PROVIDED DATA>

——

//! Mesh construction utilities.
//!
//! This module provides functions for building tetrahedral meshes from
//! vertex/element lists, and a generator for structured box meshes used by
//! the CLI and the benchmarks.

use nalgebra::{Point3, Vector3};

use super::tetmesh::TetMesh;
use crate::algo::refine::signed_volume;
use crate::error::{RefineError, Result};

/// Build a tetrahedral mesh from vertices, elements and per-element values.
///
/// # Arguments
/// * `vertices` - List of node positions
/// * `elems` - List of tetrahedra, each as [n0, n1, n2, n3] indices
/// * `values` - One scalar field value per element
///
/// # Returns
/// A validated mesh, or an error if the input is invalid.
///
/// # Example
/// ```
/// use tetrefine::mesh::build_tet_mesh;
/// use nalgebra::Point3;
///
/// let vertices = vec![
///     Point3::new(0.0, 0.0, 0.0),
///     Point3::new(1.0, 0.0, 0.0),
///     Point3::new(0.0, 1.0, 0.0),
///     Point3::new(0.0, 0.0, 1.0),
/// ];
/// let mesh = build_tet_mesh(&vertices, &[[0, 1, 2, 3]], &[1.0]).unwrap();
/// assert_eq!(mesh.num_nodes(), 4);
/// assert_eq!(mesh.num_elems(), 1);
/// ```
pub fn build_tet_mesh(
    vertices: &[Point3<f64>],
    elems: &[[usize; 4]],
    values: &[f64],
) -> Result<TetMesh> {
    let mesh = TetMesh::from_parts(vertices.to_vec(), elems.to_vec(), values.to_vec());
    mesh.validate()?;
    Ok(mesh)
}

/// Build a tetrahedral mesh from general cells.
///
/// Every cell must name exactly four nodes; anything else is rejected with
/// [`RefineError::NotTetrahedral`].
pub fn build_from_cells(
    vertices: &[Point3<f64>],
    cells: &[Vec<usize>],
    values: &[f64],
) -> Result<TetMesh> {
    let mut elems = Vec::with_capacity(cells.len());
    for (ci, cell) in cells.iter().enumerate() {
        match cell.as_slice() {
            &[a, b, c, d] => elems.push([a, b, c, d]),
            _ => {
                return Err(RefineError::NotTetrahedral {
                    elem: ci,
                    nodes: cell.len(),
                })
            }
        }
    }
    build_tet_mesh(vertices, &elems, values)
}

/// Dimensions of a structured box mesh.
#[derive(Debug, Clone, Copy)]
pub struct BoxSpec {
    /// Number of cubes along x, y and z.
    pub cells: [usize; 3],
    /// Minimum corner of the box.
    pub origin: Point3<f64>,
    /// Edge lengths of the box.
    pub size: Vector3<f64>,
}

impl BoxSpec {
    /// A box of `n`^3 cubes spanning the unit cube.
    pub fn unit(n: usize) -> Self {
        Self {
            cells: [n, n, n],
            origin: Point3::origin(),
            size: Vector3::new(1.0, 1.0, 1.0),
        }
    }

    /// Set the number of cubes per axis.
    pub fn with_cells(mut self, nx: usize, ny: usize, nz: usize) -> Self {
        self.cells = [nx, ny, nz];
        self
    }

    /// Set the box edge lengths.
    pub fn with_size(mut self, size: Vector3<f64>) -> Self {
        self.size = size;
        self
    }

    /// Set the minimum corner.
    pub fn with_origin(mut self, origin: Point3<f64>) -> Self {
        self.origin = origin;
        self
    }
}

/// Freudenthal paths through a unit cube: each permutation of the axes gives
/// one tetrahedron from corner (0,0,0) to corner (1,1,1).
const AXIS_ORDERS: [[usize; 3]; 6] = [
    [0, 1, 2],
    [0, 2, 1],
    [1, 0, 2],
    [1, 2, 0],
    [2, 0, 1],
    [2, 1, 0],
];

/// Build a conforming tetrahedralisation of a box.
///
/// Each cube is split into six tetrahedra sharing its main diagonal, so
/// neighbouring cubes agree on their shared faces. Every element is emitted
/// with positive signed volume. `value_fn` receives the element centroid and
/// returns its field value.
pub fn build_box_mesh<F>(spec: &BoxSpec, value_fn: F) -> Result<TetMesh>
where
    F: Fn(&Point3<f64>) -> f64,
{
    let [nx, ny, nz] = spec.cells;
    if nx == 0 || ny == 0 || nz == 0 {
        return Err(RefineError::invalid_param(
            "cells",
            format!("{}x{}x{}", nx, ny, nz),
            "every axis needs at least one cell",
        ));
    }
    if !(spec.size.x > 0.0 && spec.size.y > 0.0 && spec.size.z > 0.0) {
        return Err(RefineError::invalid_param(
            "size",
            format!("{:?}", spec.size),
            "box extents must be positive",
        ));
    }

    let node_index = |i: usize, j: usize, k: usize| (k * (ny + 1) + j) * (nx + 1) + i;
    let step = Vector3::new(
        spec.size.x / nx as f64,
        spec.size.y / ny as f64,
        spec.size.z / nz as f64,
    );

    let mut mesh = TetMesh::with_capacity((nx + 1) * (ny + 1) * (nz + 1), nx * ny * nz * 6);

    for k in 0..=nz {
        for j in 0..=ny {
            for i in 0..=nx {
                mesh.add_point(spec.origin + step.component_mul(&Vector3::new(i as f64, j as f64, k as f64)));
            }
        }
    }

    for k in 0..nz {
        for j in 0..ny {
            for i in 0..nx {
                for order in &AXIS_ORDERS {
                    let mut corner = [i, j, k];
                    let mut tet = [node_index(i, j, k); 4];
                    for (slot, &axis) in order.iter().enumerate() {
                        corner[axis] += 1;
                        tet[slot + 1] = node_index(corner[0], corner[1], corner[2]);
                    }

                    let points = tet.map(|n| *mesh.node(n));
                    if signed_volume(&points) < 0.0 {
                        tet.swap(1, 2);
                    }

                    let centroid = Point3::from(
                        (points[0].coords + points[1].coords + points[2].coords + points[3].coords)
                            * 0.25,
                    );
                    let value = value_fn(&centroid);
                    mesh.add_elem(tet, value);
                }
            }
        }
    }

    Ok(mesh)
}
//! Handshake replay detection.

use std::collections::HashSet;

use parking_lot::Mutex;

/// Bounded set of seen handshake nonces.
///
/// Eviction is deliberately coarse: when the set is full the whole thing is
/// cleared before the new entry is inserted. Memory stays O(capacity) with
/// no background task; capacity should be sized so the timestamp drift
/// window expires entries before the set fills at peak handshake rate.
pub struct NonceTracker {
    seen: Mutex<HashSet<u64>>,
    capacity: usize,
}

impl NonceTracker {
    /// Create a tracker that remembers up to `capacity` nonces.
    pub fn new(capacity: usize) -> Self {
        Self {
            seen: Mutex::new(HashSet::with_capacity(capacity)),
            capacity,
        }
    }

    /// Record a nonce, returning true if it has not been seen before.
    pub fn check(&self, nonce: u64) -> bool {
        let mut seen = self.seen.lock();

        if seen.contains(&nonce) {
            return false;
        }

        if seen.len() >= self.capacity {
            seen.clear();
        }
        seen.insert(nonce);
        true
    }
}

#[cfg(test)]
mod tests {
    use super::*;
    use std::sync::Arc;

    #[test]
    fn test_fresh_nonces_accepted() {
        let tracker = NonceTracker::new(100);
        assert!(tracker.check(1));
        assert!(tracker.check(2));
        assert!(tracker.check(3));
    }

    #[test]
    fn test_replay_rejected() {
        let tracker = NonceTracker::new(100);
        assert!(tracker.check(42));
        assert!(!tracker.check(42));
        assert!(!tracker.check(42));
    }

    #[test]
    fn test_overflow_clears_set() {
        let tracker = NonceTracker::new(3);

        assert!(tracker.check(1));
        assert!(tracker.check(2));
        assert!(tracker.check(3));

        // The 4th insertion evicts everything first
        assert!(tracker.check(4));

        // Previously-seen nonces are acceptable again
        assert!(tracker.check(1));
        assert!(tracker.check(2));

        // But the post-eviction entries are tracked normally
        assert!(!tracker.check(4));
    }

    #[test]
    fn test_concurrent_checks() {
        let tracker = Arc::new(NonceTracker::new(10_000));
        let mut handles = Vec::new();

        for i in 0..100u64 {
            let tracker = Arc::clone(&tracker);
            handles.push(std::thread::spawn(move || {
                assert!(tracker.check(i));
            }));
        }
        for handle in handles {
            handle.join().unwrap();
        }

        // Every nonce was inserted exactly once
        for i in 0..100u64 {
            assert!(!tracker.check(i));
        }
    }
}
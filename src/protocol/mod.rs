//! Reflex wire protocol.
//!
//! The protocol has two phases per connection:
//!
//! 1. **Handshake** — a fixed-layout exchange carrying the client's
//!    ephemeral X25519 key, identity, timestamp, and replay nonce, answered
//!    by the server's ephemeral key.
//! 2. **Frame channel** — length-prefixed ChaCha20-Poly1305 frames with
//!    independent nonce counters per direction.
//!
//! The first DATA frame from the client embeds the tunnel destination
//! ([`Destination`]); PADDING and TIMING frames steer the peer's traffic
//! morphing in-band.

mod destination;
mod frame;
mod handshake;
mod replay;

pub use destination::{Address, Destination};
pub use frame::{
    encode_padding_ctrl, encode_timing_ctrl, Frame, FrameType, Session, FRAME_HEADER_SIZE,
    MAX_FRAME_PAYLOAD,
};
pub use handshake::{
    authenticate_user, unix_now, validate_timestamp, ClientEntry, ClientHandshake,
    ServerHandshake, CLIENT_HANDSHAKE_SIZE, MAX_TIMESTAMP_DRIFT_SECS, REFLEX_MAGIC,
    SERVER_HANDSHAKE_SIZE,
};
pub use replay::NonceTracker;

——

ACTIVITY>
Your answer should consist solely of the lines above from the line with "let points = tet.map(|n|" to the line with "use super::*;", both included, reproduced exactly.

TASK OUTPUT>
                    let points = tet.map(|n| *mesh.node(n));
                    if signed_volume(&points) < 0.0 {
                        tet.swap(1, 2);
                    }

                    let centroid = Point3::from(
                        (points[0].coords + points[1].coords + points[2].coords + points[3].coords)
                            * 0.25,
                    );
                    let value = value_fn(&centroid);
                    mesh.add_elem(tet, value);
                }
            }
        }
    }

    Ok(mesh)
}
//! Handshake replay detection.

use std::collections::HashSet;

use parking_lot::Mutex;

/// Bounded set of seen handshake nonces.
///
/// Eviction is deliberately coarse: when the set is full the whole thing is
/// cleared before the new entry is inserted. Memory stays O(capacity) with
/// no background task; capacity should be sized so the timestamp drift
/// window expires entries before the set fills at peak handshake rate.
pub struct NonceTracker {
    seen: Mutex<HashSet<u64>>,
    capacity: usize,
}

impl NonceTracker {
    /// Create a tracker that remembers up to `capacity` nonces.
    pub fn new(capacity: usize) -> Self {
        Self {
            seen: Mutex::new(HashSet::with_capacity(capacity)),
            capacity,
        }
    }

    /// Record a nonce, returning true if it has not been seen before.
    pub fn check(&self, nonce: u64) -> bool {
        let mut seen = self.seen.lock();

        if seen.contains(&nonce) {
            return false;
        }

        if seen.len() >= self.capacity {
            seen.clear();
        }
        seen.insert(nonce);
        true
    }
}

#[cfg(test)]
mod tests {
    use super::*;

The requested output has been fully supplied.